Everyone seems to be jumping in on the tutoring business these days. The tutoring industry has been scaled and monetized as well, with virtual conglomerates popping up every single day. These large corporations are hiring pretty much anyone with a pulse. Some of the tutors don’t even have a college degree. For example, take a popular tutoring brand, whose name I will not mention, with a major market differentiator of hiring Ivy League students as tutors. Please be aware of these marketing ploys so that you do not waste your money and your child's time on a less than professional service. You can avoid making this mistake by following my five step guide to hiring a test prep tutor.

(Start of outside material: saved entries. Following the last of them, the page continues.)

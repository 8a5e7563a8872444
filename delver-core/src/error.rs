//! Error types for the Delver research core.
//!
//! Uses `thiserror` for public API error types. The taxonomy mirrors how the
//! engine treats failures: configuration/contract violations are the only
//! fatal class, while retrieval and LLM faults are contained at the branch
//! boundary and degrade to empty results.

/// Top-level error type for the Delver core library.
#[derive(Debug, thiserror::Error)]
pub enum DelverError {
    #[error("Configuration error: {0}")]
    Config(#[from] ConfigError),

    #[error("LLM error: {0}")]
    Llm(#[from] LlmError),

    #[error("Retrieval error: {0}")]
    Retrieval(#[from] RetrievalError),

    #[error("IO error: {0}")]
    Io(#[from] std::io::Error),

    #[error("Serialization error: {0}")]
    Serialization(#[from] serde_json::Error),
}

/// Errors from the configuration surface.
///
/// These are contract violations: `run(...)` surfaces them before any
/// research work starts, never mid-traversal.
#[derive(Debug, thiserror::Error)]
pub enum ConfigError {
    #[error("Invalid configuration: {message}")]
    Invalid { message: String },

    #[error("Research question must not be empty")]
    EmptyQuestion,

    #[error("Breadth must be at least 1, got {breadth}")]
    InvalidBreadth { breadth: usize },

    #[error("Concurrency limit must be at least 1, got {limit}")]
    InvalidConcurrencyLimit { limit: usize },

    #[error("Configuration parse error: {message}")]
    ParseError { message: String },
}

/// Errors from LLM provider interactions.
#[derive(Debug, thiserror::Error)]
pub enum LlmError {
    #[error("API request failed: {message}")]
    ApiRequest { message: String },

    #[error("API response parse error: {message}")]
    ResponseParse { message: String },

    #[error("Rate limited by provider, retry after {retry_after_secs}s")]
    RateLimited { retry_after_secs: u64 },

    #[error("Request timed out after {timeout_secs}s")]
    Timeout { timeout_secs: u64 },

    #[error("Provider connection failed: {message}")]
    Connection { message: String },
}

/// Errors from retriever collaborators.
///
/// "No results" is never an error (retrievers return an empty list); these
/// variants cover genuine transport faults only.
#[derive(Debug, thiserror::Error)]
pub enum RetrievalError {
    #[error("Search request failed: {message}")]
    RequestFailed { message: String },

    #[error("Search response parse error: {message}")]
    ResponseParse { message: String },

    #[error("Search timed out after {timeout_secs}s")]
    Timeout { timeout_secs: u64 },
}

/// A type alias for results using the top-level `DelverError`.
pub type Result<T> = std::result::Result<T, DelverError>;

#[cfg(test)]
mod tests {
    use super::*;

    #[test]
    fn test_error_display_config() {
        let err = DelverError::Config(ConfigError::InvalidBreadth { breadth: 0 });
        assert_eq!(
            err.to_string(),
            "Configuration error: Breadth must be at least 1, got 0"
        );
    }

    #[test]
    fn test_error_display_llm() {
        let err = DelverError::Llm(LlmError::ApiRequest {
            message: "connection refused".into(),
        });
        assert_eq!(
            err.to_string(),
            "LLM error: API request failed: connection refused"
        );
    }

    #[test]
    fn test_error_display_retrieval() {
        let err = DelverError::Retrieval(RetrievalError::Timeout { timeout_secs: 30 });
        assert_eq!(
            err.to_string(),
            "Retrieval error: Search timed out after 30s"
        );
    }

    #[test]
    fn test_error_from_io() {
        let io_err = std::io::Error::new(std::io::ErrorKind::NotFound, "file not found");
        let err: DelverError = io_err.into();
        assert!(matches!(err, DelverError::Io(_)));
    }

    #[test]
    fn test_error_from_serde() {
        let serde_err = serde_json::from_str::<serde_json::Value>("invalid json").unwrap_err();
        let err: DelverError = serde_err.into();
        assert!(matches!(err, DelverError::Serialization(_)));
    }
}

1. The tutor should be a teacher also
While on the surface hiring a tutor with an Ivy League degree sounds like a good idea. After all, they clearly had the test scores and GPA to make it into an Ivy. But does that necessarily translate into a higher score for the individual they are tutoring?
No, it does not. Why?
Because the Ivy League student tutor is not a teacher. And the basis of a good tutor is the ability to teach. Teaching is not simply telling someone whether or not they got a question wrong and then quickly demonstrating for them how to do it right. Teaching is both a science and art form that takes years to learn and even more years to perfect. There are methodologies behind the ability to take a human being from one level of cognition to the next. So you want to make sure that the person that you are hiring to tutor your child is indeed a teacher. What to look for? Well, first, find out if they are a certified teacher. They should have at least a bachelors, preferably a masters, in the teaching field. Ideally, they should have at least five years of actual teaching experience.

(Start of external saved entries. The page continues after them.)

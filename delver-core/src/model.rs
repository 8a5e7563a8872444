//! Core value types for the research tree.
//!
//! Defines `SourceDocument` and `Learning` (the units of gathered
//! knowledge), `ResearchNode` (one node of the exploration tree), and
//! `NodeResult` (the per-node result object that children return upward).
//! All deduplication rules live here: sources dedup by normalized URL with
//! the higher score retained, learnings dedup by normalized text with
//! source-URL sets unioned.

use chrono::{DateTime, Utc};
use serde::{Deserialize, Serialize};
use std::collections::BTreeSet;
use url::Url;
use uuid::Uuid;

/// A single research query and the query that spawned it.
///
/// The parent text is a back-reference used only for prompting context; it
/// is never traversed for lifecycle decisions.
#[derive(Debug, Clone, Serialize, Deserialize)]
pub struct ResearchQuery {
    /// The query text.
    pub text: String,
    /// Text of the query this one was derived from, if any.
    pub parent_text: Option<String>,
}

impl ResearchQuery {
    /// Create a root query with no parent.
    pub fn root(text: impl Into<String>) -> Self {
        Self {
            text: text.into(),
            parent_text: None,
        }
    }

    /// Create a follow-up query derived from a parent.
    pub fn follow_up(text: impl Into<String>, parent: &ResearchQuery) -> Self {
        Self {
            text: text.into(),
            parent_text: Some(parent.text.clone()),
        }
    }
}

/// A retrieved piece of content.
#[derive(Debug, Clone, Serialize, Deserialize)]
pub struct SourceDocument {
    /// Source URL; the normalized form is the dedup key.
    pub url: String,
    /// Source title.
    pub title: String,
    /// Raw retrieved content.
    pub raw_content: String,
    /// Relevance score (higher is better).
    pub score: f64,
}

impl SourceDocument {
    /// The deduplication key for this document.
    pub fn normalized_url(&self) -> String {
        normalize_url(&self.url)
    }
}

/// Normalize a URL for deduplication: scheme and host lowercased, trailing
/// slash stripped. Unparsable URLs fall back to a lowercased, trimmed
/// string key so they still dedup against byte-identical copies.
pub fn normalize_url(raw: &str) -> String {
    match Url::parse(raw.trim()) {
        // The url crate lowercases scheme and host during parsing.
        Ok(parsed) => parsed.as_str().trim_end_matches('/').to_string(),
        Err(_) => raw.trim().trim_end_matches('/').to_lowercase(),
    }
}

/// A distilled fact derived from one or more source documents.
#[derive(Debug, Clone, Serialize, Deserialize)]
pub struct Learning {
    /// The learning text.
    pub text: String,
    /// URLs of the sources this learning was derived from. Never empty.
    pub source_urls: BTreeSet<String>,
}

impl Learning {
    /// Create a learning citing the given source URLs.
    pub fn new(text: impl Into<String>, source_urls: impl IntoIterator<Item = String>) -> Self {
        Self {
            text: text.into(),
            source_urls: source_urls.into_iter().collect(),
        }
    }

    /// The deduplication key for this learning.
    pub fn normalized_text(&self) -> String {
        normalize_learning_text(&self.text)
    }
}

/// Normalize learning text for deduplication: case-insensitive,
/// whitespace-collapsed exact match. No semantic similarity.
pub fn normalize_learning_text(text: &str) -> String {
    text.split_whitespace()
        .collect::<Vec<_>>()
        .join(" ")
        .to_lowercase()
}

/// Lifecycle status of a research node.
///
/// `Failed` is reserved for contract violations; branches that lose their
/// sources to transport faults still complete (with empty results).
#[derive(Debug, Clone, Copy, Serialize, Deserialize, PartialEq, Eq)]
#[serde(rename_all = "snake_case")]
pub enum NodeStatus {
    Pending,
    Running,
    Completed,
    Failed,
}

/// One node in the exploration tree.
///
/// Nodes carry identity and limits only; gathered results travel upward in
/// `NodeResult` values so sibling branches never share mutable state.
#[derive(Debug, Clone, Serialize, Deserialize)]
pub struct ResearchNode {
    /// Unique node identifier.
    pub id: Uuid,
    /// The query this node explores.
    pub query: ResearchQuery,
    /// Recursion levels left below this node. Zero means leaf.
    pub depth_remaining: usize,
    /// Maximum number of sub-queries this node may spawn.
    pub breadth_remaining: usize,
    /// Position among siblings (0-based).
    pub breadth_index: usize,
    /// Number of siblings at this node's level.
    pub total_breadth: usize,
    /// Current lifecycle status.
    pub status: NodeStatus,
    /// When this node was created.
    pub created_at: DateTime<Utc>,
}

impl ResearchNode {
    /// Create the root node of a run.
    pub fn root(query: ResearchQuery, depth: usize, breadth: usize) -> Self {
        Self {
            id: Uuid::new_v4(),
            query,
            depth_remaining: depth,
            breadth_remaining: breadth,
            breadth_index: 0,
            total_breadth: 1,
            status: NodeStatus::Pending,
            created_at: Utc::now(),
        }
    }

    /// Create a child node one level below this one.
    ///
    /// Depth decreases by exactly one; breadth resets to the configured
    /// per-level bound rather than decrementing across levels.
    pub fn child(
        &self,
        query: ResearchQuery,
        breadth: usize,
        breadth_index: usize,
        total_breadth: usize,
    ) -> Self {
        debug_assert!(self.depth_remaining > 0, "leaf nodes spawn no children");
        Self {
            id: Uuid::new_v4(),
            query,
            depth_remaining: self.depth_remaining - 1,
            breadth_remaining: breadth,
            breadth_index,
            total_breadth,
            status: NodeStatus::Pending,
            created_at: Utc::now(),
        }
    }

    /// Depth of this node below the root, given the configured max depth.
    pub fn level(&self, max_depth: usize) -> usize {
        max_depth - self.depth_remaining
    }
}

/// The result of exploring one node (and, after merging, its subtree).
#[derive(Debug, Clone, Default, Serialize, Deserialize)]
pub struct NodeResult {
    /// Deduplicated sources, in first-seen order.
    pub sources: Vec<SourceDocument>,
    /// Deduplicated learnings, in first-seen order.
    pub learnings: Vec<Learning>,
    /// Follow-up sub-queries proposed for this node, already clamped to the
    /// node's breadth. Consumed by the orchestrator, not merged upward.
    pub suggested_sub_queries: Vec<String>,
    /// Number of nodes that contributed to this result.
    pub nodes_explored: usize,
}

impl NodeResult {
    /// Create an empty result counting a single explored node.
    pub fn empty() -> Self {
        Self {
            nodes_explored: 1,
            ..Default::default()
        }
    }

    /// Add sources, deduplicating by normalized URL.
    ///
    /// On a duplicate the higher-scoring document is retained, in the
    /// position the URL was first seen (keeps merging stable).
    pub fn add_sources(&mut self, incoming: impl IntoIterator<Item = SourceDocument>) {
        for doc in incoming {
            let key = doc.normalized_url();
            match self
                .sources
                .iter_mut()
                .find(|existing| existing.normalized_url() == key)
            {
                Some(existing) => {
                    if doc.score > existing.score {
                        *existing = doc;
                    }
                }
                None => self.sources.push(doc),
            }
        }
    }

    /// Add learnings, deduplicating by normalized text.
    ///
    /// On a duplicate the source-URL sets are unioned; first-seen text and
    /// order are kept.
    pub fn add_learnings(&mut self, incoming: impl IntoIterator<Item = Learning>) {
        for learning in incoming {
            let key = learning.normalized_text();
            match self
                .learnings
                .iter_mut()
                .find(|existing| existing.normalized_text() == key)
            {
                Some(existing) => {
                    existing.source_urls.extend(learning.source_urls);
                }
                None => self.learnings.push(learning),
            }
        }
    }

    /// Merge a child's result into this one.
    ///
    /// The child's suggested sub-queries are deliberately not carried
    /// upward; they only ever drive the child's own expansion.
    pub fn merge(&mut self, child: NodeResult) {
        self.add_sources(child.sources);
        self.add_learnings(child.learnings);
        self.nodes_explored += child.nodes_explored;
    }

    /// All normalized URLs currently in this result.
    pub fn seen_urls(&self) -> BTreeSet<String> {
        self.sources
            .iter()
            .map(|doc| doc.normalized_url())
            .collect()
    }
}

/// The fully merged, deduplicated output of a run, handed to the report
/// writer.
#[derive(Debug, Clone, Serialize, Deserialize)]
pub struct AggregatedContext {
    /// The original research question.
    pub question: String,
    /// Sources ordered by descending score, then first-seen (stable).
    pub sources: Vec<SourceDocument>,
    /// Learnings in first-seen order.
    pub learnings: Vec<Learning>,
    /// Number of tree nodes explored during the run.
    pub nodes_explored: usize,
}

impl AggregatedContext {
    /// Build the final context from the root's merged result.
    ///
    /// Ordering is a presentation concern for the report writer: a stable
    /// sort by descending score keeps ties in first-seen order.
    pub fn from_result(question: impl Into<String>, result: NodeResult) -> Self {
        let mut sources = result.sources;
        sources.sort_by(|a, b| b.score.partial_cmp(&a.score).unwrap_or(std::cmp::Ordering::Equal));
        Self {
            question: question.into(),
            sources,
            learnings: result.learnings,
            nodes_explored: result.nodes_explored,
        }
    }
}

#[cfg(test)]
mod tests {
    use super::*;
    use pretty_assertions::assert_eq;

    fn doc(url: &str, score: f64) -> SourceDocument {
        SourceDocument {
            url: url.to_string(),
            title: format!("title for {url}"),
            raw_content: "content".to_string(),
            score,
        }
    }

    #[test]
    fn test_normalize_url_lowercases_scheme_and_host() {
        assert_eq!(normalize_url("HTTPS://X.com/"), "https://x.com");
        assert_eq!(
            normalize_url("https://Example.COM/Path/"),
            "https://example.com/Path"
        );
    }

    #[test]
    fn test_normalize_url_preserves_path_case() {
        // Only scheme/host fold; paths stay case-sensitive.
        assert_ne!(
            normalize_url("https://x.com/A"),
            normalize_url("https://x.com/a")
        );
    }

    #[test]
    fn test_normalize_url_unparsable_fallback() {
        assert_eq!(normalize_url("Not A Url/"), "not a url");
    }

    #[test]
    fn test_normalize_learning_text() {
        assert_eq!(
            normalize_learning_text("  Rust is   FAST\n"),
            "rust is fast"
        );
    }

    #[test]
    fn test_add_sources_higher_score_wins() {
        let mut result = NodeResult::empty();
        result.add_sources([doc("https://x.com", 0.5)]);
        result.add_sources([doc("https://X.com/", 0.9)]);

        assert_eq!(result.sources.len(), 1);
        assert_eq!(result.sources[0].score, 0.9);
        assert_eq!(result.sources[0].url, "https://X.com/");
    }

    #[test]
    fn test_add_sources_lower_score_ignored() {
        let mut result = NodeResult::empty();
        result.add_sources([doc("https://x.com", 0.9)]);
        result.add_sources([doc("https://x.com/", 0.5)]);

        assert_eq!(result.sources.len(), 1);
        assert_eq!(result.sources[0].score, 0.9);
    }

    #[test]
    fn test_add_learnings_unions_source_urls() {
        let mut result = NodeResult::empty();
        result.add_learnings([Learning::new(
            "Rust is fast",
            ["https://a.com".to_string()],
        )]);
        result.add_learnings([Learning::new(
            "rust IS   fast",
            ["https://b.com".to_string()],
        )]);

        assert_eq!(result.learnings.len(), 1);
        assert_eq!(result.learnings[0].text, "Rust is fast");
        assert_eq!(result.learnings[0].source_urls.len(), 2);
    }

    #[test]
    fn test_merge_is_idempotent() {
        let mut result = NodeResult::empty();
        result.add_sources([doc("https://a.com", 0.7), doc("https://b.com", 0.4)]);
        result.add_learnings([Learning::new("fact one", ["https://a.com".to_string()])]);

        let before_sources = result.sources.clone();
        let before_learnings = result.learnings.clone();
        let copy = result.clone();
        result.merge(copy);

        assert_eq!(result.sources.len(), before_sources.len());
        assert_eq!(result.learnings.len(), before_learnings.len());
        for (merged, original) in result.sources.iter().zip(before_sources.iter()) {
            assert_eq!(merged.url, original.url);
            assert_eq!(merged.score, original.score);
        }
        for (merged, original) in result.learnings.iter().zip(before_learnings.iter()) {
            assert_eq!(merged.text, original.text);
            assert_eq!(merged.source_urls, original.source_urls);
        }
    }

    #[test]
    fn test_merge_counts_nodes() {
        let mut parent = NodeResult::empty();
        parent.merge(NodeResult::empty());
        parent.merge(NodeResult::empty());
        assert_eq!(parent.nodes_explored, 3);
    }

    #[test]
    fn test_aggregate_orders_by_score_then_first_seen() {
        let mut result = NodeResult::empty();
        result.add_sources([
            doc("https://low.com", 0.2),
            doc("https://tie-a.com", 0.5),
            doc("https://high.com", 0.9),
            doc("https://tie-b.com", 0.5),
        ]);

        let context = AggregatedContext::from_result("q", result);
        let urls: Vec<&str> = context.sources.iter().map(|s| s.url.as_str()).collect();
        assert_eq!(
            urls,
            vec![
                "https://high.com",
                "https://tie-a.com",
                "https://tie-b.com",
                "https://low.com"
            ]
        );
    }

    #[test]
    fn test_child_node_decrements_depth_and_resets_breadth() {
        let root = ResearchNode::root(ResearchQuery::root("q"), 2, 4);
        let child = root.child(ResearchQuery::root("sub"), 4, 1, 3);
        assert_eq!(child.depth_remaining, 1);
        assert_eq!(child.breadth_remaining, 4);
        assert_eq!(child.breadth_index, 1);
        assert_eq!(child.total_breadth, 3);
        assert_eq!(child.level(2), 1);
    }
}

(There is also another reason why you don’t want to simply look for “Ivy League” tutors, per se, or tutors who have perfect scores on the SAT to tutor your student. I will address that reason in next week’s blog.)

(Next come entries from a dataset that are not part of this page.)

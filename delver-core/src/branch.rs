//! Branch execution: one research node's unit of work.
//!
//! A branch reserves budget, retrieves sources, deduplicates them against
//! its lineage, extracts learnings and follow-up sub-queries via the LLM,
//! and reports progress along the way. Everything reachable from external
//! I/O is recoverable-to-empty; a branch only carries `Failed` status for
//! contract violations, which are caught before execution ever starts.

use std::collections::BTreeSet;
use std::sync::Arc;

use serde::Deserialize;
use tracing::{debug, warn};

use crate::budget::{BudgetCost, BudgetTracker};
use crate::llm::{parse_json_block, CompletionProvider, CompletionRequest, Message};
use crate::model::{Learning, NodeResult, NodeStatus, ResearchNode, SourceDocument};
use crate::progress::{ProgressEvent, ProgressSink, ProgressStage};
use crate::retrieval::Retriever;

/// Output tokens reserved per extraction call on top of the prompt
/// estimate; reconciled against actual usage afterwards.
const EXTRACTION_OUTPUT_ALLOWANCE: u64 = 512;

/// How much raw content per source goes into the extraction prompt.
const PROMPT_CONTENT_LIMIT: usize = 1_500;

/// Executes a single research branch.
pub struct BranchExecutor {
    retriever: Arc<dyn Retriever>,
    provider: Arc<dyn CompletionProvider>,
    sink: Arc<dyn ProgressSink>,
    budget: Arc<BudgetTracker>,
    max_depth: usize,
}

impl BranchExecutor {
    pub fn new(
        retriever: Arc<dyn Retriever>,
        provider: Arc<dyn CompletionProvider>,
        sink: Arc<dyn ProgressSink>,
        budget: Arc<BudgetTracker>,
        max_depth: usize,
    ) -> Self {
        Self {
            retriever,
            provider,
            sink,
            budget,
            max_depth,
        }
    }

    /// Execute one node's unit of work.
    ///
    /// `seen_urls` is the lineage's accumulated set of normalized URLs,
    /// passed down read-only; sources already known there are dropped
    /// before extraction. The returned result contains this node's
    /// deduplicated sources, its learnings, and follow-up sub-queries
    /// already clamped to `breadth_remaining` (empty when the node is a
    /// leaf).
    pub async fn run_node(
        &self,
        node: &mut ResearchNode,
        seen_urls: &BTreeSet<String>,
    ) -> NodeResult {
        node.status = NodeStatus::Running;
        self.emit(node, ProgressStage::Started);

        let mut result = NodeResult::empty();

        // Budget gate for the retrieval query. Exhaustion is a graceful
        // early stop, not a failure.
        let retrieval_cost = BudgetCost::query();
        if !self.budget.reserve(retrieval_cost) {
            debug!(query = %node.query.text, "budget exhausted before retrieval, completing empty");
            node.status = NodeStatus::Completed;
            self.emit(node, ProgressStage::Finished);
            return result;
        }

        let retrieved = match self.retriever.search(&node.query.text).await {
            Ok(sources) => sources,
            Err(err) => {
                // Partial source loss in one branch must not abort siblings
                // or the parent.
                warn!(query = %node.query.text, error = %err, "retrieval failed, continuing with zero sources");
                Vec::new()
            }
        };
        let fresh: Vec<SourceDocument> = retrieved
            .into_iter()
            .filter(|doc| !seen_urls.contains(&doc.normalized_url()))
            .collect();
        result.add_sources(fresh);
        self.emit(node, ProgressStage::Retrieved);

        self.extract(node, &mut result).await;
        self.emit(node, ProgressStage::Extracted);

        node.status = NodeStatus::Completed;
        self.emit(node, ProgressStage::Finished);
        result
    }

    /// Extract learnings and follow-up sub-queries from the retrieved
    /// sources. LLM faults and malformed output both degrade to "nothing
    /// extracted".
    async fn extract(&self, node: &ResearchNode, result: &mut NodeResult) {
        if result.sources.is_empty() {
            debug!(query = %node.query.text, "no sources to extract from");
            return;
        }

        let want_sub_queries = node.depth_remaining > 0;
        let request = build_extraction_request(node, &result.sources, want_sub_queries);

        let estimated = BudgetCost::tokens(request.estimate_tokens() + EXTRACTION_OUTPUT_ALLOWANCE);
        if !self.budget.reserve(estimated) {
            debug!(query = %node.query.text, "budget exhausted before extraction");
            return;
        }

        let response = match self.provider.complete(request).await {
            Ok(response) => response,
            Err(err) => {
                warn!(query = %node.query.text, error = %err, "extraction call failed, keeping sources only");
                self.budget.release(estimated, BudgetCost::default());
                return;
            }
        };
        self.budget
            .release(estimated, BudgetCost::tokens(response.usage.total()));

        let extraction = parse_extraction(&response.content);
        let known_urls: BTreeSet<String> = result.sources.iter().map(|d| d.url.clone()).collect();
        let own_urls = known_urls.clone();

        let mut learnings = Vec::new();
        for payload in extraction.learnings {
            let text = payload.text.trim();
            if text.is_empty() {
                continue;
            }
            let cited: BTreeSet<String> = payload
                .source_urls
                .into_iter()
                .filter(|u| known_urls.contains(u))
                .collect();
            // Every learning cites sources known to the run; when the LLM
            // cites nothing recognizable, attribute it to the sources it
            // was extracted from.
            let source_urls = if cited.is_empty() {
                own_urls.clone()
            } else {
                cited
            };
            learnings.push(Learning {
                text: text.to_string(),
                source_urls,
            });
        }
        result.add_learnings(learnings);

        if want_sub_queries {
            result.suggested_sub_queries =
                clamp_sub_queries(extraction.follow_up_queries, node.breadth_remaining);
        }
    }

    fn emit(&self, node: &ResearchNode, stage: ProgressStage) {
        self.sink
            .report(ProgressEvent::for_node(node, self.max_depth, stage, node.status));
    }
}

/// Clamp LLM-proposed sub-queries to the node's breadth: truncate when
/// more are proposed, accept fewer as-is, never pad. Blank proposals are
/// dropped before clamping.
pub fn clamp_sub_queries(proposed: Vec<String>, breadth: usize) -> Vec<String> {
    proposed
        .into_iter()
        .map(|q| q.trim().to_string())
        .filter(|q| !q.is_empty())
        .take(breadth)
        .collect()
}

#[derive(Debug, Default, Deserialize)]
struct ExtractionPayload {
    #[serde(default)]
    learnings: Vec<LearningPayload>,
    #[serde(default, alias = "followUpQueries", alias = "sub_queries")]
    follow_up_queries: Vec<String>,
}

#[derive(Debug, Deserialize)]
struct LearningPayload {
    text: String,
    #[serde(default, alias = "sourceUrls")]
    source_urls: Vec<String>,
}

/// Best-effort parse of the extraction response. Malformed output means
/// zero learnings and zero sub-queries, never an error.
fn parse_extraction(content: &str) -> ExtractionPayload {
    let Some(value) = parse_json_block(content) else {
        debug!("extraction response carried no parsable JSON");
        return ExtractionPayload::default();
    };
    serde_json::from_value(value).unwrap_or_else(|err| {
        debug!(error = %err, "extraction JSON did not match expected shape");
        ExtractionPayload::default()
    })
}

fn build_extraction_request(
    node: &ResearchNode,
    sources: &[SourceDocument],
    want_sub_queries: bool,
) -> CompletionRequest {
    let mut prompt = format!(
        "Research query: {}\n",
        node.query.text
    );
    if let Some(parent) = &node.query.parent_text {
        prompt.push_str(&format!("This refines the broader query: {parent}\n"));
    }
    prompt.push_str("\nRetrieved sources:\n");
    for doc in sources {
        let mut content = doc.raw_content.as_str();
        if content.len() > PROMPT_CONTENT_LIMIT {
            let mut cut = PROMPT_CONTENT_LIMIT;
            while !content.is_char_boundary(cut) {
                cut -= 1;
            }
            content = &content[..cut];
        }
        prompt.push_str(&format!("- URL: {}\n  Title: {}\n  Content: {}\n", doc.url, doc.title, content));
    }
    prompt.push_str(
        "\nRespond with JSON: {\"learnings\": [{\"text\": string, \"source_urls\": [string]}]",
    );
    if want_sub_queries {
        prompt.push_str(&format!(
            ", \"follow_up_queries\": [up to {} strings]",
            node.breadth_remaining
        ));
    }
    prompt.push_str("}\n");

    CompletionRequest::from_messages(vec![
        Message::system(
            "You are a research assistant. Distill factual learnings from sources and \
             propose follow-up queries. Reply with JSON only.",
        ),
        Message::user(prompt),
    ])
}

2. The tutor should have a track record of success
Now I am going to sound like I’m contradicting what I just said in number one, but stay with me a while. So, let’s say you’ve now found a qualified educator to tutor your child. OK, you’re on the right path. But, you also want to make sure that this teacher has a track record of success in raising test scores. Lots of teachers know how to teach. They can indeed take your child from one level of cognitive ability to another. But has their approach and methodology actually resulted in higher scores on tests for multiple students?
When selecting a tutor, you want someone who has been tutoring for many years as well as teaching. You want someone that takes a strategic approach to teaching SAT or ACT prep. The tutor should be able to articulate to you in a step-by-step fashion how they are going to prepare your child to improve their score on the SAT or ACT.
Don’t simply call up the school and ask for the names of teachers who are tutors. Most of them are willing to tutor for the right price. Once you have identified the individual or company you think you want to hire, make sure you ask them about their success rate, what methodology do they use when test prepping, and what strategies are they going to teach your child. If they cannot answer those questions with clarity, keep looking.
3. The tutor should provide a guarantee.
Hiring an SAT and ACT prep tutor is a substantial investment for parents to make. Because of that, the tutor should provide some sort of guarantee.
In my business, our full-prep SAT/ACT package (25-30 hours of prep) guarantees a 200 point increase from the first PSAT score as long as the student has completed all of the homework and has taken six practice tests. If all of these conditions have been met, and the student does not see a 200 point increase the first time they take an official SAT from their baseline score (we typically use their PSAT score from sophomore year as a baseline) we provide them with six additional sessions at no cost. There are different versions of this, depending on the SAT package that the student signs up for, but this is similar to the standard guarantee that most companies provide.
If you are investing over $2000 in test prep, and your tutor does not provide some sort of guarantee, find one who does.
4. The tutor’s methods should be codified as strategies
What do I mean by this? It should be very clear to you by now that the tutor is using some sort of methodology for preparing your child for the SAT or ACT. And those methods should be documented somewhere. Your child should have access to a list of strategies that they can go back to and read over and over again to ensure mastery. And they can return to this document three or six months from now when they’re going to retake a test. When the tutoring package has been completed, your child should walk away with not only having completed multiple homework assignments and practice tests, but a list of strategies that they have learned.
5. Consistency in Tutors
It is not uncommon when using a company or franchise for test prep tutoring for your child to be tutored by multiple tutors. This is a big red flag. There is no way that your child is going to be successful, nor are you getting your money’s worth, when every time your child shows up for the tutoring session, there’s a different person tutoring them! A strong relationship between tutor and student is essential to the student’s success. And you can only have that when the tutor gets to know the student over and over again through a succession of sessions.
In my business, there are only two tutors: yours truly, Dr. Donna, and my math tutor, Jamie, whom I call the math wizard. Jamie and I have been working together for 18 years; we have honed our methodology and codified those methods into easy to understand strategies that have helped hundreds of students improve their SAT and ACT scores.
Whether you choose to work with College Prep Tutors or go with another company or individual, I encourage you to use this list to ensure that you are not wasting your child’s time and your money on a less than professional tutoring service.